Sunday 21 may, the exhibition was the last to see.
The Rijksmuseum presented here for the first time a major exhibition on the relationship between South Africa and the Netherlands. The exhibition made a lot of reactions, both in the press and by visitors. More from scientific circles there was criticism.
So there would be too few black South African curators are attracted to and would give the exhibition too much on the past. “The exhibition made many reactions, both in the press and among visitors”, says also the Rijksmuseum itself.

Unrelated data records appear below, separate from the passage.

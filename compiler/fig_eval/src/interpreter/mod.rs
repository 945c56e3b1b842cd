//! Program driver.
//!
//! An [`Interpreter`] owns the environment between top-level forms. Each
//! form is evaluated against a handle to that environment; on success the
//! result replaces it wholesale, on failure it is left exactly as it was.

mod builder;

pub use builder::InterpreterBuilder;

use fig_ir::{Environment, Form, Value};
use fig_stdlib::SharedPrintHandler;

use crate::errors::EvalError;
use crate::evaluate::{evaluate, Evaluation};

pub struct Interpreter {
    env: Environment,
    /// Standard library bindings to (re)install, if preloading is enabled.
    stdlib: Option<Environment>,
    print_handler: SharedPrintHandler,
}

impl Interpreter {
    /// Interpreter with the standard library, printing to stdout.
    pub fn new() -> Self {
        InterpreterBuilder::new().build()
    }

    pub fn builder() -> InterpreterBuilder {
        InterpreterBuilder::new()
    }

    #[inline]
    pub fn env(&self) -> &Environment {
        &self.env
    }

    pub fn into_env(self) -> Environment {
        self.env
    }

    /// Replace the environment wholesale.
    pub fn set_env(&mut self, env: Environment) {
        self.env = env;
    }

    pub fn print_handler(&self) -> &SharedPrintHandler {
        &self.print_handler
    }

    /// Copy the standard library over the current environment, replacing
    /// any bindings that shadow it. No-op when preloading is disabled.
    pub fn install_stdlib(&mut self) {
        if let Some(stdlib) = &self.stdlib {
            self.env.merge_from(stdlib);
        }
    }

    /// Evaluate one top-level form.
    pub fn eval(&mut self, form: &Form) -> Result<Value, EvalError> {
        let Evaluation { value, env } = evaluate(form, self.env.clone())?;
        self.env = env;
        Ok(value)
    }

    /// Evaluate forms in order, stopping at the first error. Forms before
    /// the failing one keep their effects. Returns the last value.
    #[tracing::instrument(level = "debug", skip_all, fields(forms = forms.len()))]
    pub fn eval_forms(&mut self, forms: &[Form]) -> Result<Value, EvalError> {
        let mut last = Value::unassigned();
        for form in forms {
            last = self.eval(form)?;
        }
        Ok(last)
    }
}

impl Default for Interpreter {
    fn default() -> Self {
        Self::new()
    }
}

#[cfg(test)]
mod tests;
use super::*;

fn nest(depth: u32) -> u32 {
    ensure_sufficient_stack(|| if depth == 0 { 0 } else { nest(depth - 1) + 1 })
}

#[test]
fn passes_through_the_closure_result() {
    assert_eq!(ensure_sufficient_stack(|| "form"), "form");
}

#[test]
fn passes_through_errors() {
    let result: Result<u8, String> = ensure_sufficient_stack(|| Err("unbound".to_string()));
    assert_eq!(result, Err("unbound".to_string()));
}

#[test]
fn survives_nesting_deeper_than_the_default_stack() {
    assert_eq!(nest(200_000), 200_000);
}
//! Tree-walking evaluator for Fig.
//!
//! Evaluation is a pure recursive dispatch over parsed [`Form`]s. The
//! current [`Environment`] is threaded by value: every step consumes one and
//! hands back the one that follows it in an [`Evaluation`]. An error drops
//! the environment it was given, so a caller that kept its own handle sees
//! no partial effects.
//!
//! - Names resolve by lookup; other values evaluate to themselves.
//! - `define`, `if` and `function` are special forms ([`SpecialForm`]).
//! - Anything else applies the function bound to the form name. Before the
//!   call the caller's whole environment is merged into the callee's scope,
//!   so callees see every caller binding they do not shadow with a
//!   parameter.
//!
//! [`Interpreter`] drives a program (a forest of forms) and owns the
//! environment between forms.

mod errors;
mod evaluate;
mod function_call;
mod interpreter;
mod special_forms;

pub use errors::{EvalError, EvalErrorKind, EvalResult};
pub use evaluate::{evaluate, evaluate_sexpr, evaluate_value, Evaluation};
pub use function_call::apply;
pub use interpreter::{Interpreter, InterpreterBuilder};
pub use special_forms::SpecialForm;

pub use fig_ir::{Environment, Form, Value};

At the presentation in February, said museum director Taco Dibbits: “The exhibition shows the beautiful and less beautiful sides of the relationship between the Netherlands and South Africa.”
As a result of the exhibition was acquired by the Rijksmuseum amsterdam the work of three contemporary artists who each in their own way, different perspectives on this history.
So acquired by the Rijksmuseum is a work of art by South African artist Simangaliso Sibiya. Invited by the Thami Mnyele Foundation in Amsterdam he made the artwork Reflex your hope, inspired by the exhibition Good Hope.
The South-African photographer Pieter Hugo gave a number of the photos from the series in 1994 and through a private donor received the Rijksmuseum six watercolours of Marlene Dumas. Both the photos as the watercolours had been part of the Good Hope exhibition.